Yes, I really did need NotesDocumentCollection.GetNth that one time....
Bob Balaban August 18 2008 02:47:42 AM
Greetings, Geeks!I promised you a follow up to my "Spawn of the Devil" post of a couple of days ago, and this is it. I sincerely hope this will be my last-ever discourse on the GetNth topic.
I wanted to be fair, and mention that there was one time, recently, in fact, when GetNth was the right solution to a problem I was having, and I really needed it.
But, to tell you that story, I have to tell you this: Back when the NotesDocumentCollection class was first created (for Notes 4.0, mid-1990's), it was essentially a LotusScript wrapper for a CAPI data structure called an IDTable. The IDTable "object" is a compressed list of NOTEIDs, which is optimized for two things: efficient storage of a potentially large number of IDs, very fast lookup to determine if a given ID is in the list or not, and ver fast traversal (if you have an ID and want to know the next one, NOT if you have to count N entries from the beginning every time....). Ok, that was three things. IDTable allowed such operations as getting a list of all the documents in a database to be very, very fast (expressed in LotusScript as NotesDatabase.AllDocuments, for example).

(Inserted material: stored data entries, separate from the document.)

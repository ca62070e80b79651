mod common;

use std::time::Duration;

use counterd::codec::current_time_ms;
use counterd::rate_limit::DEFAULT_RATE_LIMIT_WINDOW;
use counterd::types::{Attribution, BigCount, Operation, PaymentIntentId, UserId};
use counterd::{Error, RateLimiter};

fn multiply(user: &str, amount: u64, intent: &str) -> Operation {
    Operation::Multiply {
        attribution: Attribution::user(user),
        multiply_amount: amount,
        payment_intent_id: PaymentIntentId::new(intent),
    }
}

#[tokio::test(flavor = "multi_thread", worker_threads = 4)]
async fn same_user_racing_across_processes_wins_once() {
    let (_dir, path) = common::create_temp_db_path("race.db");
    let store_a = common::open_store(&path).await;
    let store_b = common::open_store(&path).await;
    store_a
        .apply_delta(counterd::Delta::Add(1), Attribution::anonymous())
        .await
        .unwrap();

    let a = common::processor(&store_a);
    let b = common::processor(&store_b);

    for round in 0..10 {
        let user = format!("racer-{round}");
        let intent_a = format!("pi_a_{round}");
        let intent_b = format!("pi_b_{round}");
        a.verifier.confirm(intent_a.as_str(), 2, "usd");
        b.verifier.confirm(intent_b.as_str(), 2, "usd");

        let pa = a.processor.clone();
        let pb = b.processor.clone();
        let (ua, ub) = (user.clone(), user.clone());
        let (ra, rb) = tokio::join!(
            tokio::spawn(async move { pa.process(multiply(&ua, 2, &intent_a)).await }),
            tokio::spawn(async move { pb.process(multiply(&ub, 2, &intent_b)).await }),
        );
        let results = [ra.unwrap(), rb.unwrap()];

        let wins = results.iter().filter(|r| r.is_ok()).count();
        let limited = results
            .iter()
            .filter(|r| matches!(r, Err(Error::RateLimited { .. })))
            .count();
        assert_eq!((wins, limited), (1, 1), "round {round}: {results:?}");
    }

    // Ten winning doublings of 1.
    assert_eq!(store_a.get().await.unwrap().value, BigCount::from(1024));

    store_b.shutdown().await;
    store_a.shutdown().await;
}

#[tokio::test]
async fn limit_recorded_on_one_process_holds_on_another() {
    let (_dir, path) = common::create_temp_db_path("shared_limit.db");
    let store_a = common::open_store(&path).await;
    let store_b = common::open_store(&path).await;
    let limiter_a = RateLimiter::new(store_a.clone(), DEFAULT_RATE_LIMIT_WINDOW);
    let limiter_b = RateLimiter::new(store_b.clone(), DEFAULT_RATE_LIMIT_WINDOW);
    let user = UserId::new("roamer");

    limiter_a.record_multiply(&user, current_time_ms()).await.unwrap();

    assert!(!limiter_b.can_multiply(&user).await.unwrap());
    let err = limiter_b
        .record_multiply(&user, current_time_ms())
        .await
        .unwrap_err();
    assert!(matches!(err, Error::RateLimited { .. }));

    store_b.shutdown().await;
    store_a.shutdown().await;
}

#[tokio::test]
async fn rejected_multiply_does_not_use_up_the_limit() {
    let (_dir, path) = common::create_temp_db_path("rollback.db");
    let store = common::open_store(&path).await;
    let window = DEFAULT_RATE_LIMIT_WINDOW;

    store
        .multiply_once(
            UserId::new("first"),
            PaymentIntentId::new("pi_shared"),
            2,
            window,
            Attribution::user("first"),
        )
        .await
        .unwrap();

    // Reusing the intent fails, and the stamp rolls back with it.
    let err = store
        .multiply_once(
            UserId::new("second"),
            PaymentIntentId::new("pi_shared"),
            2,
            window,
            Attribution::user("second"),
        )
        .await
        .unwrap_err();
    assert!(matches!(err, Error::DuplicatePayment { .. }));

    let wait = store
        .multiply_retry_after(&UserId::new("second"), window)
        .await
        .unwrap();
    assert!(wait.is_none());

    store.shutdown().await;
}

#[tokio::test]
async fn window_elapses() {
    let (_dir, path) = common::create_temp_db_path("window.db");
    let store = common::open_store(&path).await;
    let config = counterd::ProcessorConfig {
        rate_limit_window: Duration::from_millis(200),
        ..counterd::ProcessorConfig::default()
    };
    let test = common::processor_with(
        &store,
        std::sync::Arc::new(counterd::InMemoryPaymentVerifier::new()),
        config,
    );
    store
        .apply_delta(counterd::Delta::Add(1), Attribution::anonymous())
        .await
        .unwrap();
    test.verifier.confirm("pi_w1", 2, "usd");
    test.verifier.confirm("pi_w2", 2, "usd");

    test.processor.process(multiply("wendy", 2, "pi_w1")).await.unwrap();
    assert!(matches!(
        test.processor.process(multiply("wendy", 2, "pi_w2")).await,
        Err(Error::RateLimited { .. })
    ));

    tokio::time::sleep(Duration::from_millis(300)).await;
    test.processor.process(multiply("wendy", 2, "pi_w2")).await.unwrap();
    assert_eq!(store.get().await.unwrap().value, BigCount::from(4));

    store.shutdown().await;
}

The thing about db.AllDocuments (and the CAPI that underlies that function) is that normally it returns an IDTable that contains both actual document IDs, AND the NOTEIDs of any deletion stubs which are also in the database. Originally, the code underlying .AllDocuments stripped out the deletion stubs, leaving only actual data documents IDs, so you could be pretty sure that when iterating over a DocumentCollection, that you would always get a valid NotesDocument (assuming someone else didn't go and delete something on a shared copy of the database between the time when you executed AllDocuments and when you accessed everything in the resulting DocumentCollection).
That all changed sometime in between Notes 5 and Notes 7 (I don't know exactly when, I was off doing other things...), and deletion stubs are no longer stripped out. Now when you want to iterate over all the documents in a database using NotesDatabase.AllDocuments, you have to check each NotesDocument instance with either (both is probably a better choice) the NotesDocument.IsDeleted or .IsValid properties before you try to access the document contents. Do I know the difference between the two? No, I do not.
Ok, back to the story. So, there I was, needing to check all documents in a database that happened to have a lot of deleted documents in it. As always, I got a DocumentCollection using Database.AllDocuments, and wrote my NotesDocumentCollection.GetFirst/GetNext loop (I was actually using the COM classes from C#, but they're the same as the LotusScript and Java classes anyway, so that difference is meaningless for the purpsoes of this sad story). Inside the loop I coded a test so that if .IsDeleted was true or .IsValid was false, I could skip the current document and go on to the next one.
HOWEVER (this is the sad part), it turned out that DocumentCollection.GetNextDocument() would fail if the current document was not "valid". (Gasp!) What to do? I thought maybe someone was messing with the database on the server while I was iterating, and that the document had been deleted out from under me. But no! The same thing happened when I ran a test on a local copy of the database. I was stuck, couldn't get the next document, ever.
AHA! But then GetNth came to my rescue. Why? Because, GetNth doesn't NEED the previous document to get the next one, it just counts IDs in the IDTable. Problem solved, worked like a charm. Sure, slower. But how do you measure speed when the "correct" way of doing something runs you into a brick wall? I'll take correct behavior that's a bit slower over a "faster" approach that doesn't work, any day.